Tapi kelapa adalah berkah campuran, keduanya bermanfaat sekaligus merusak.
Keberkahannya adalah manfaat buah kelapa yang melimpah, kaya akan sumber pangan, bahan bakar dan bahan untuk berteduh. Kacang kaya akan air dan kaya nutrisi, terutama minyak. Kacang dan kulitnya menyediakan bahan bakar yang sangat baik untuk memasak dan menghangatkan tubuh. Kulit kacangnya sangat keras dan dapat dibuat menjadi berbagai barang berguna mulai dari mangkuk hingga bra (hanya digunakan pada hari raya), hingga perhiasan dan berbagai bentuk karya seni.

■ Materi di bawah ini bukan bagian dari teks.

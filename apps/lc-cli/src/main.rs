use clap::{Parser, Subcommand};
use lc_core::units::{microcoulomb, microfarad, millihenry};
use lc_path::CircuitLayout;
use lc_sim::{CircuitParams, SimError, SimOptions, Simulation};
use std::fs;
use std::path::PathBuf;

#[derive(Parser)]
#[command(name = "lc-cli")]
#[command(about = "LC oscillator simulation tool", long_about = None)]
struct Cli {
    #[command(subcommand)]
    command: Commands,
}

#[derive(Subcommand)]
enum Commands {
    /// Run a simulation and print per-frame snapshots
    Run {
        /// Capacitance in microfarads
        #[arg(long, default_value_t = 100.0)]
        capacitance: f64,
        /// Inductance in millihenries
        #[arg(long, default_value_t = 50.0)]
        inductance: f64,
        /// Initial charge in microcoulombs (sign sets current direction)
        #[arg(long, default_value_t = 50.0)]
        charge: f64,
        /// Simulation speed factor
        #[arg(long, default_value_t = 1.0)]
        speed: f64,
        /// Number of frames to advance
        #[arg(long, default_value_t = 200)]
        frames: usize,
        /// Number of visual charge carriers
        #[arg(long, default_value_t = 160)]
        carriers: usize,
        /// Seed for carrier phases (omit for entropy)
        #[arg(long)]
        seed: Option<u64>,
        /// Emit one JSON snapshot per line instead of the readout table
        #[arg(long)]
        json: bool,
        /// Export the scalar history window as CSV
        #[arg(long)]
        csv: Option<PathBuf>,
    },
    /// Print the standard circuit loop's segment table
    Path,
}

#[derive(thiserror::Error, Debug)]
enum CliError {
    #[error(transparent)]
    Sim(#[from] SimError),

    #[error("I/O error: {0}")]
    Io(#[from] std::io::Error),

    #[error("JSON error: {0}")]
    Json(#[from] serde_json::Error),

    #[error(transparent)]
    Path(#[from] lc_path::PathError),
}

fn main() -> Result<(), CliError> {
    tracing_subscriber::fmt::init();

    let cli = Cli::parse();

    match cli.command {
        Commands::Run {
            capacitance,
            inductance,
            charge,
            speed,
            frames,
            carriers,
            seed,
            json,
            csv,
        } => cmd_run(
            capacitance,
            inductance,
            charge,
            speed,
            frames,
            carriers,
            seed,
            json,
            csv,
        ),
        Commands::Path => cmd_path(),
    }
}

#[allow(clippy::too_many_arguments)]
fn cmd_run(
    capacitance_uf: f64,
    inductance_mh: f64,
    charge_uc: f64,
    speed: f64,
    frames: usize,
    carriers: usize,
    seed: Option<u64>,
    json: bool,
    csv: Option<PathBuf>,
) -> Result<(), CliError> {
    let params = CircuitParams::new(
        microfarad(capacitance_uf),
        millihenry(inductance_mh),
        microcoulomb(charge_uc),
    )?;
    let options = SimOptions {
        speed_factor: speed,
        carrier_count: carriers,
        seed,
        ..SimOptions::default()
    };
    let mut sim = Simulation::new(params, CircuitLayout::default(), options)?;

    if !json {
        println!(
            "natural period: {:.4e} s, peak current: {:.4e} A",
            params.natural_period(),
            params.peak_current()
        );
        println!(
            "{:>12} {:>10} {:>10} {:>9} {:>9} {:>10} {:>24}",
            "t (s)", "Q (uC)", "I (mA)", "Vc (V)", "Vl (V)", "U (uJ)", "phase"
        );
    }

    sim.start()?;
    let print_every = (frames / 20).max(1);
    for frame in 0..frames {
        let snapshot = match sim.tick() {
            Ok(snapshot) => snapshot,
            Err(err @ SimError::Unstable { .. }) => {
                eprintln!("run halted: {err}");
                break;
            }
            Err(err) => return Err(err.into()),
        };
        if json {
            println!("{}", serde_json::to_string(&snapshot)?);
        } else if frame % print_every == 0 {
            let s = &snapshot.scalars;
            println!(
                "{:>12.4e} {:>10.3} {:>10.3} {:>9.3} {:>9.3} {:>10.4} {:>24?}",
                s.t_s,
                s.q_c * 1e6,
                s.i_a * 1e3,
                s.v_c_v,
                s.v_l_v,
                s.total_energy_j * 1e6,
                snapshot.phase
            );
        }
    }

    if let Some(path) = csv {
        let mut out = String::from("t_s,q_c,i_a,di_dt_a_per_s,v_c_v,v_l_v,u_e_j,u_l_j,u_total_j\n");
        for r in sim.history().iter() {
            out.push_str(&format!(
                "{},{},{},{},{},{},{},{},{}\n",
                r.t_s,
                r.q_c,
                r.i_a,
                r.di_dt_a_per_s,
                r.v_c_v,
                r.v_l_v,
                r.electric_energy_j,
                r.magnetic_energy_j,
                r.total_energy_j
            ));
        }
        fs::write(&path, out)?;
        println!("wrote {} history records to {}", sim.history().len(), path.display());
    }

    Ok(())
}

fn cmd_path() -> Result<(), CliError> {
    let path = CircuitLayout::default().build_loop()?;
    let total = path.total_length();
    println!("total length: {total:.4}");
    println!(
        "{:<18} {:>10} {:>12} {:>10} {:>10}",
        "kind", "length", "cumulative", "p_start", "p_end"
    );
    for seg in path.segments() {
        println!(
            "{:<18} {:>10.4} {:>12.4} {:>10.4} {:>10.4}",
            format!("{:?}", seg.kind),
            seg.length,
            seg.cumulative_length,
            seg.span_start() / total,
            seg.cumulative_length / total
        );
    }
    Ok(())
}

Daunnya bisa dianyam menjadi topi, atau digunakan untuk atap dan dinding jerami. Bahkan tangkai bunganya digunakan untuk membuat sapu untuk menyapu halaman, atau terkadang untuk mendisiplinkan anak.
Pohon kelapa muda
Namun, pohon kelapa adalah spesies klimaks yang invasif, dan begitu tumbuh di sebuah pulau, pohon tersebut mulai mengambil alih. Penyebarannya dilakukan dengan air. Pohonnya tumbuh ke luar dan ke atas, sehingga buahnya akan rontok dari batangnya. Jika pohonnya berada di pantai, sebagian buahnya akan terbawa arus ke laut dan mungkin terbawa jarak jauh, hingga mendarat di pantai yang jauh. Pasang surut dan angin akan mendorong kacang tersebut ke atas permukaan air yang tinggi, dan segera setelah terkena air hujan, kacang tersebut akan berkecambah. Pohon itu tumbuh dengan cepat, menaungi pohon-pohon di dekatnya dan merontokkan daun-daunnya yang besar (setiap pelepah merupakan satu daun) untuk menutupi tanah di bawahnya. Jika pohon tersebut tumbuh ke arah hutan, daunnya akan menghambat bibit tanaman lain, atau menghalangi benihnya mencapai tanah untuk berkecambah. Kelapa, yang berbiji besar dan menyimpan banyak makanan, dapat tumbuh melalui tumpukan daun-daun yang berguguran, mengungguli tanaman lainnya. Dengan cara ini kelapa secara bertahap akan menyerbu dan menghancurkan hutan pesisir asli.
Kelapa di Lighthouse Reef
Di Half Moon Caye, di Lighthouse Reef, hutan pesisir berada di bawah perlindungan dan pengelolaan Belize Audubon Society. Di sini mereka mulai mengelola hutan dengan menebang pohon kelapa yang perlahan-lahan menyerbu dan mengambil alih. Padahal di sana pohon itu penting dan memberikan manfaat yang sangat besar. Di sebagian besar pulau tidak terdapat hutan pesisir. Di sini pohon kelapa memberikan keteduhan yang sangat dibutuhkan dan menstabilkan tanah. Di sepanjang pantai, tembok tinggi pohon kelapa membantu melindungi hutan pesisir dari angin topan dan badai tropis. Kuncinya adalah menebang pohon-pohon yang menyerang, memberikan zona penyangga yang sempit bagi hutan untuk tumbuh, dan menjaga pohon-pohon yang melindungi hutan dari kekuatan angin badai yang dahsyat.
Satu kata bijak terakhir: sebelum Anda berlama-lama di bawah naungan pohon kelapa, lihatlah ke atas. Itu kacang yang berat dan pohonnya tinggi.
Apa pendapat Anda tentang Kelapa? Apakah Anda menyukainya karena manfaatnya, atau membencinya karena sifatnya yang merusak?